* Your assignment:
Copy every line of the entries that includes the word "LedgerDiscrepancy".

* Record extracts:
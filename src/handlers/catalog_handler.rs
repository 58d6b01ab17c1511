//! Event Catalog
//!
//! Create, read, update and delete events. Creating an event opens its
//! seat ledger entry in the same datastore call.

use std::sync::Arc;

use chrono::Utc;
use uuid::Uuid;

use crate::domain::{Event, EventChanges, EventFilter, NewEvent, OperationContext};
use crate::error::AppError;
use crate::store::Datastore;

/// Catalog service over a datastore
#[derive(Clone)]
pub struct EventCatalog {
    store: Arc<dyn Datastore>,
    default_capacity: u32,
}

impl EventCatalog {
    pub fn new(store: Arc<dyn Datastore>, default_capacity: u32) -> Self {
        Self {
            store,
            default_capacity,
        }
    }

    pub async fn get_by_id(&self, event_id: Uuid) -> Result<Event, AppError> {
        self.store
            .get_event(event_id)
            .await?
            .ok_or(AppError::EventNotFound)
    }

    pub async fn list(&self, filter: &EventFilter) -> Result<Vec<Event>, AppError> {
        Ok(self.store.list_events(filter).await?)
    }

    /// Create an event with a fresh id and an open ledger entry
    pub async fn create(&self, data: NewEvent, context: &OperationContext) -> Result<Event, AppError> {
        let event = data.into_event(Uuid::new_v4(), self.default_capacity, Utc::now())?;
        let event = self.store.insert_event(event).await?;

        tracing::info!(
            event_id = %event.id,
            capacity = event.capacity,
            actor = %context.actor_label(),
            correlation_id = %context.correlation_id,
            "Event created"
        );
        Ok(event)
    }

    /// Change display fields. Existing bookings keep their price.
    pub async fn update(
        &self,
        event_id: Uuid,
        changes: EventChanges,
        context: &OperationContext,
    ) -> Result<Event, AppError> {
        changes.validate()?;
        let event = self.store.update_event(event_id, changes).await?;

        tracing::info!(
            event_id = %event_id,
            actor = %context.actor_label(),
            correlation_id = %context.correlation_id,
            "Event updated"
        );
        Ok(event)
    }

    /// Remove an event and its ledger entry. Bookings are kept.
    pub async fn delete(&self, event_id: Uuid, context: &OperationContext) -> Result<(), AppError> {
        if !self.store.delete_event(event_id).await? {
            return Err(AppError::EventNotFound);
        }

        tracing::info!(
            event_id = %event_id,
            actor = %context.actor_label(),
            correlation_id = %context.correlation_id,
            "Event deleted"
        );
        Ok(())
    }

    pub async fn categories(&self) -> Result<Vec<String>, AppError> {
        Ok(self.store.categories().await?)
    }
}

* * *

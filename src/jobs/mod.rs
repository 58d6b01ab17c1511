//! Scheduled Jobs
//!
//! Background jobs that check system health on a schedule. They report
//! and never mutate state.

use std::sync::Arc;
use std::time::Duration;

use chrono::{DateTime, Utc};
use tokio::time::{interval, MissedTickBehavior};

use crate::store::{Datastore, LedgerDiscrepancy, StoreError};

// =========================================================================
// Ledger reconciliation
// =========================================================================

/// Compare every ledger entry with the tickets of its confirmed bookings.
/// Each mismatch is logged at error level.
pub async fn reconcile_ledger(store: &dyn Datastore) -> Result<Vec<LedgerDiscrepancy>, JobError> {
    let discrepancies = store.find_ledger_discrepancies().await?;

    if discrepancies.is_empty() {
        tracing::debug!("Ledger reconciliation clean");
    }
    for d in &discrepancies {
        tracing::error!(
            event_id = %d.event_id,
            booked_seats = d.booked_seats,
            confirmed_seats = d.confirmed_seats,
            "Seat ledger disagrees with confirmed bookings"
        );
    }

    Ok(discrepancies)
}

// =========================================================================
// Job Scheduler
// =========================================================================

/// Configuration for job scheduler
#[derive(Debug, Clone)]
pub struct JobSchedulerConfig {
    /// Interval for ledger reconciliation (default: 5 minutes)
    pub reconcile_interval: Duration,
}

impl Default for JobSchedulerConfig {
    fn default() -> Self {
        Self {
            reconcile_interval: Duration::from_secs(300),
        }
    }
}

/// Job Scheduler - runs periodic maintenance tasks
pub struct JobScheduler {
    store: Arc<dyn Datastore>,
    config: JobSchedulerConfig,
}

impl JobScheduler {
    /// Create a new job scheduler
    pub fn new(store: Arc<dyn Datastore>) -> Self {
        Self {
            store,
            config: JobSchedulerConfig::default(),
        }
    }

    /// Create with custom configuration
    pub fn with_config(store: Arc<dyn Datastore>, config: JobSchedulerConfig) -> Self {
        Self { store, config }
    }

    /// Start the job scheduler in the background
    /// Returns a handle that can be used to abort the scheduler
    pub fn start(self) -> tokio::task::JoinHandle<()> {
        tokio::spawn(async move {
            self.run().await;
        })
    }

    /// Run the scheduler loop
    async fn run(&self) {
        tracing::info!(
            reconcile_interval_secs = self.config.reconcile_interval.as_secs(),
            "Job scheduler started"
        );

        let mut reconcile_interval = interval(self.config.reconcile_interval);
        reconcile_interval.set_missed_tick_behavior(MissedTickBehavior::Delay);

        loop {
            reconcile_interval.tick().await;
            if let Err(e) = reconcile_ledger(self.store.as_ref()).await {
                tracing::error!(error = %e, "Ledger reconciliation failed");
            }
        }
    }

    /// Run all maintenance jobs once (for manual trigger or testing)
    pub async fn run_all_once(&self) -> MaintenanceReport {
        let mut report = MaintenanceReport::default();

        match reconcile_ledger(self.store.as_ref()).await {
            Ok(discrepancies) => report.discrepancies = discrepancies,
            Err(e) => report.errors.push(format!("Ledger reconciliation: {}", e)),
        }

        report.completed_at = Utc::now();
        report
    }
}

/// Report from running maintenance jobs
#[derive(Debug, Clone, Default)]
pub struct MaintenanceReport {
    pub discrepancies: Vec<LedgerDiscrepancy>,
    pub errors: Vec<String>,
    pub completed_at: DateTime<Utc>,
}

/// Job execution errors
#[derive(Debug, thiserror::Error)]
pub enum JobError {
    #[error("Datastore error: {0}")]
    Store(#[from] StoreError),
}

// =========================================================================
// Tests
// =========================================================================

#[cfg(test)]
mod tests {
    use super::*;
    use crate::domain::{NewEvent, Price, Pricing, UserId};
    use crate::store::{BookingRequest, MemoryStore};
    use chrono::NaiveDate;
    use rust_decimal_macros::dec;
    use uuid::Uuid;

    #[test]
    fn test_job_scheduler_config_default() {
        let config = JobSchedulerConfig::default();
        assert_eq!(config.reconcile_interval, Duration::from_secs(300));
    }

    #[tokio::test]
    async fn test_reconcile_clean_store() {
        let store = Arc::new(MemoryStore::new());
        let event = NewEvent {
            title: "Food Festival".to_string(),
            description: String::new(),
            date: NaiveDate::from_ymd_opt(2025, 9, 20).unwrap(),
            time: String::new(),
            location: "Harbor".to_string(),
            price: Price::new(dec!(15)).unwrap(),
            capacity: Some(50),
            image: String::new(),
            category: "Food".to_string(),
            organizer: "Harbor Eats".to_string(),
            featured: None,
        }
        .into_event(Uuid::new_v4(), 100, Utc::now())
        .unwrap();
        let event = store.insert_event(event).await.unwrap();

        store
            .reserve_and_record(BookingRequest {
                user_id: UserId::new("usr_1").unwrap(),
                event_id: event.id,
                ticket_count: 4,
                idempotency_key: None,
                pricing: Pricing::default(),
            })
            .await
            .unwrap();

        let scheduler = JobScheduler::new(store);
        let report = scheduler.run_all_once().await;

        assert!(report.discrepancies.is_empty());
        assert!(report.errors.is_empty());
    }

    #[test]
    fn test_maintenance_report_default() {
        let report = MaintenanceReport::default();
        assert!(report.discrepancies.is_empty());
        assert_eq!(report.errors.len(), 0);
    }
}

* Expected answer:
use crate::store::{Datastore, LedgerDiscrepancy, StoreError};
pub async fn reconcile_ledger(store: &dyn Datastore) -> Result<Vec<LedgerDiscrepancy>, JobError> {
    pub discrepancies: Vec<LedgerDiscrepancy>,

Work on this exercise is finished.